If India does not bring its sanitation, health, water and power problems under control, the country will decay and grind to dust

Progress awaits the acceptance on the part of every Indian that he has a health crisis on his hands and that it is a matter of life and death for himself and his family. Photo: MintPremium
Progress awaits the acceptance on the part of every Indian that he has a health crisis on his hands and that it is a matter of life and death for himself and his family. Photo: Mint

I am sitting here in Madurai in my parents’ house in Kochadai. It is June and it is very hot—hotter than I felt in March, when I came last. Mosquitoes seem unusually a larger menace than before. I had to buy a so-called ‘strong version’ of a mosquito repellent. I do not know the brand name. Plus, I have to make sure that I am smeared with a mosquito repellent skin cream too. It is not advisable to do one’s daily prayers, etc., with the upper torso uncovered, unless one chooses to empty half a tube of anti-mosquito cream on the body.

We do not know the cost of ingesting the fumes from the mosquito repellent and applying these creams on a daily basis. India’s health problem is silent (and not-so-silent), smelly, bloody, pervasive and menacing. It is the Kurukshetra for India.

As I was contemplating all this, I realized how big a problem India and Indians are facing with their own attitude (benign tolerance) towards filth and lack of hygiene. Health consciousness, for the most part, seems lacking. Irregular eating habits, hours and lack of adequate physical activity are its manifestations. Well-known Tamil Shaivite Nayanar, Thirumoolar, had written in his “Thirumanthiram" that if one believed that God resided in all of us, then the body was the temple. Therefore, it behoved us to look after the temple in which God resides. We do not seem to be able to make the connection between our body and our beliefs.

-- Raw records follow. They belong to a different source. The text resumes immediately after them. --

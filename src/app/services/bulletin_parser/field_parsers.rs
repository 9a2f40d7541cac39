//! Field extraction heuristics for bulletin lines
//!
//! Each heuristic is a small pure function over a line or token slice, so the
//! ad-hoc rules inherited from real bulletins can be unit-tested in
//! isolation. None of these ever fail a line on their own; callers decide
//! which fields are mandatory.

use crate::app::models::Category;
use crate::constants::{
    KEYWORD_TABLES, KILOMETER_SCALE_THRESHOLD, MAX_DISTANCE_METERS, MIN_DISTANCE_METERS,
    MIN_SPEED_M_PER_MIN,
};
use chrono::NaiveDate;
use regex::Regex;
use std::sync::LazyLock;

/// DD-MM-YY or DD/MM/YY date token
static DATE_RE: LazyLock<Regex> =
    LazyLock::new(|| Regex::new(r"\b(\d{2})[-/](\d{2})[-/](\d{2})\b").expect("valid date regex"));

/// Complete ring number in one token: 2-letter federation code + 6-9 digits
static RING_RE: LazyLock<Regex> =
    LazyLock::new(|| Regex::new(r"^[A-Z]{2}\d{6,9}$").expect("valid ring regex"));

/// Federation code alone, when the serial sits in the next token
static COUNTRY_CODE_RE: LazyLock<Regex> =
    LazyLock::new(|| Regex::new(r"^[A-Z]{2}$").expect("valid country code regex"));

/// Ring serial alone
static RING_SERIAL_RE: LazyLock<Regex> =
    LazyLock::new(|| Regex::new(r"^\d{6,9}$").expect("valid ring serial regex"));

/// Elapsed time as the timing systems print it: HH.MMSS with an optional
/// fractional second digit
static ELAPSED_RE: LazyLock<Regex> =
    LazyLock::new(|| Regex::new(r"^(\d{2})\.(\d{4,5})$").expect("valid elapsed time regex"));

/// Any decimal-looking token (speeds, coefficients)
static DECIMAL_RE: LazyLock<Regex> =
    LazyLock::new(|| Regex::new(r"^\d+\.\d+$").expect("valid decimal regex"));

// =============================================================================
// Dates
// =============================================================================

/// Find the first DD-MM-YY date token in a line and normalize it to a
/// calendar date. Two-digit years are assumed to be 20xx.
pub fn find_date(line: &str) -> Option<NaiveDate> {
    let caps = DATE_RE.captures(line)?;
    let day: u32 = caps[1].parse().ok()?;
    let month: u32 = caps[2].parse().ok()?;
    let year: i32 = caps[3].parse().ok()?;
    NaiveDate::from_ymd_opt(2000 + year, month, day)
}

/// Check whether a line contains a date-shaped token at all (classification
/// only; the token may still fail calendar validation)
pub fn has_date_token(line: &str) -> bool {
    DATE_RE.is_match(line)
}

// =============================================================================
// Category
// =============================================================================

/// Detect the race category from header text by case-insensitive substring
/// match against the per-language keyword tables.
///
/// The combined "oude & jaar" form is checked before the individual old and
/// yearling keywords it contains.
pub fn detect_category(line: &str) -> Category {
    let lower = line.to_lowercase();

    let has = |keywords: &[&str]| keywords.iter().any(|k| lower.contains(k));

    let old = KEYWORD_TABLES.iter().any(|t| has(t.old));
    let yearling = KEYWORD_TABLES.iter().any(|t| has(t.yearling));
    let young = KEYWORD_TABLES.iter().any(|t| has(t.young));

    if old && yearling {
        Category::OldAndYearling
    } else if young {
        Category::Young
    } else if yearling {
        Category::Yearling
    } else if old {
        Category::Old
    } else {
        Category::Unknown
    }
}

// =============================================================================
// Field size and participants
// =============================================================================

/// Extract the declared field size: a 2-4 digit count immediately followed by
/// a category keyword ("357 Jongen") or a birds word ("412 duiven"), bounded
/// to the plausible range as a sanity filter.
pub fn extract_field_size(line: &str, min: u32, max: u32) -> Option<u32> {
    let tokens: Vec<&str> = line.split_whitespace().collect();

    for pair in tokens.windows(2) {
        let count = pair[0];
        if count.len() < 2 || count.len() > 4 || !count.bytes().all(|b| b.is_ascii_digit()) {
            continue;
        }

        let next = pair[1].to_lowercase();
        let is_count_marker = next.starts_with("duiven")
            || next.starts_with("pigeons")
            || crate::constants::contains_category_keyword(&next);
        if !is_count_marker {
            continue;
        }

        if let Ok(value) = count.parse::<u32>() {
            if (min..=max).contains(&value) {
                return Some(value);
            }
        }
    }

    None
}

/// Extract the participant count from a "Deelnemers:42"-style token
pub fn extract_participants(line: &str) -> Option<u32> {
    for token in line.split_whitespace() {
        for table in KEYWORD_TABLES {
            if let Some(rest) = token.strip_prefix(table.participants_marker) {
                if let Ok(value) = rest.parse::<u32>() {
                    return Some(value);
                }
            }
        }
    }
    None
}

// =============================================================================
// Unloading time and organizing body
// =============================================================================

/// Extract the unloading time from a "LOSTIJD:08:30"-style token, in any
/// supported language. Returns HH:MM.
pub fn extract_unloading_time(line: &str) -> Option<String> {
    for token in line.split_whitespace() {
        for table in KEYWORD_TABLES {
            let Some(rest) = token.strip_prefix(table.unloading_marker) else {
                continue;
            };

            let segments: Vec<&str> = rest.split(':').collect();
            if segments.len() >= 2
                && segments[0].len() == 2
                && segments[0].bytes().all(|b| b.is_ascii_digit())
                && segments[1].len() == 2
                && segments[1].bytes().all(|b| b.is_ascii_digit())
            {
                return Some(format!("{}:{}", segments[0], segments[1]));
            }
        }
    }
    None
}

/// Find an organizing-body line within a window of lines: the first line
/// containing a known organizational keyword, returned trimmed.
pub fn find_organizing_body<'a>(window: impl IntoIterator<Item = &'a str>) -> Option<String> {
    for line in window {
        if crate::constants::contains_organization_keyword(&line.to_uppercase()) {
            return Some(line.trim().to_string());
        }
    }
    None
}

// =============================================================================
// Race name
// =============================================================================

/// Extract the race name from a header line: the leading run of free-text
/// tokens before the first token containing a digit ("Mettet 20-08-25 ..."
/// yields "Mettet"). Returns None when the line opens with data tokens.
pub fn extract_race_name(line: &str) -> Option<String> {
    let mut name_tokens = Vec::new();

    for token in line.split_whitespace() {
        if token.bytes().any(|b| b.is_ascii_digit()) {
            break;
        }
        name_tokens.push(token);
    }

    if name_tokens.is_empty() {
        None
    } else {
        Some(name_tokens.join(" "))
    }
}

// =============================================================================
// Ring numbers
// =============================================================================

/// Locate a ring-number-shaped token sequence: either a single "BE1234567"
/// token or an adjacent "BE" + "1234567" pair.
///
/// Returns the token index where the ring starts, the number of tokens it
/// spans (1 or 2), and the normalized ring number. Rings from federations
/// that do not use a two-letter prefix are not recognized and their lines
/// are dropped at the gatekeeper.
pub fn find_ring_number(tokens: &[&str]) -> Option<(usize, usize, String)> {
    for (i, token) in tokens.iter().enumerate() {
        if RING_RE.is_match(token) {
            return Some((i, 1, normalize_ring_number(token)));
        }

        if COUNTRY_CODE_RE.is_match(token) {
            if let Some(next) = tokens.get(i + 1) {
                if RING_SERIAL_RE.is_match(next) {
                    let combined = format!("{}{}", token, next);
                    return Some((i, 2, normalize_ring_number(&combined)));
                }
            }
        }
    }
    None
}

/// Normalize a ring number: strip all whitespace and upper-case
pub fn normalize_ring_number(ring: &str) -> String {
    ring.chars()
        .filter(|c| !c.is_whitespace())
        .collect::<String>()
        .to_uppercase()
}

// =============================================================================
// Distance, elapsed time, speed
// =============================================================================

/// Extract the flight distance in meters: the first 4-6 digit token in the
/// plausible meter range. A smaller all-digit token in kilometer scale is
/// kept as a fallback and scaled by 1000.
pub fn extract_distance(tokens: &[&str]) -> Option<u32> {
    let mut km_candidate = None;

    for token in tokens {
        if !token.bytes().all(|b| b.is_ascii_digit()) || token.is_empty() {
            continue;
        }
        let Ok(value) = token.parse::<u32>() else {
            continue;
        };

        if (4..=6).contains(&token.len())
            && (MIN_DISTANCE_METERS..=MAX_DISTANCE_METERS).contains(&value)
        {
            return Some(value);
        }

        if km_candidate.is_none()
            && value < KILOMETER_SCALE_THRESHOLD
            && (MIN_DISTANCE_METERS..=MAX_DISTANCE_METERS).contains(&(value * 1000))
        {
            km_candidate = Some(value * 1000);
        }
    }

    km_candidate
}

/// Reconstruct an elapsed-time clock string from a decimal HH.MMSS token
/// ("14.3012" becomes "14:30:12"); a fifth decimal digit is a fractional
/// second and is dropped.
pub fn extract_elapsed_time(tokens: &[&str]) -> Option<String> {
    for token in tokens {
        if let Some(caps) = ELAPSED_RE.captures(token) {
            let hours = &caps[1];
            let rest = &caps[2];
            return Some(format!("{}:{}:{}", hours, &rest[..2], &rest[2..4]));
        }
    }
    None
}

/// Extract the speed in meters/minute: the last decimal-looking token on the
/// line (speed is conventionally the rightmost computed column), subject to
/// a plausibility floor that rules out elapsed times and coefficients.
pub fn extract_speed(tokens: &[&str]) -> Option<f64> {
    tokens
        .iter()
        .rev()
        .filter(|t| DECIMAL_RE.is_match(t))
        .filter_map(|t| t.parse::<f64>().ok())
        .find(|&v| v >= MIN_SPEED_M_PER_MIN)
}

/// Check whether any token on the line is decimal-shaped (used by the
/// result-line predicate)
pub fn has_decimal_token(tokens: &[&str]) -> bool {
    tokens.iter().any(|t| DECIMAL_RE.is_match(t))
}

/// Check whether the token slice contains a ring-number-shaped sequence
pub fn has_ring_shaped_token(tokens: &[&str]) -> bool {
    find_ring_number(tokens).is_some()
}

// =============================================================================
// Coefficient
// =============================================================================

/// Standard pigeon-racing performance index:
/// `position * 100 / min(declared_field_size, cap)`, lower is better.
/// Always recomputed from the parsed position, never trusted from source.
pub fn compute_coefficient(position: u32, declared_field_size: u32, cap: u32) -> f64 {
    let denominator = declared_field_size.min(cap).max(1);
    (position as f64 * 100.0) / denominator as f64
}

Then, there is the unconcern surrounding environmental hygiene and sanitation. This is self-destructive. Good environmental hygiene and sanitation is not just a common good. It is a private good. It is just that we fail to make the connection.

Coincidentally, I came across this (https://mintne.ws/1mKl59M) article in Mint on the morning of Friday, the 13th of June. It has been originally published in Bloomberg. This article mentions that bad sanitation deters tourists: “A lack of toilets also deters tourists, with at least three studies showing India poses the highest risk to travellers of picking up multiple drug-resistant strains of faecal bacteria."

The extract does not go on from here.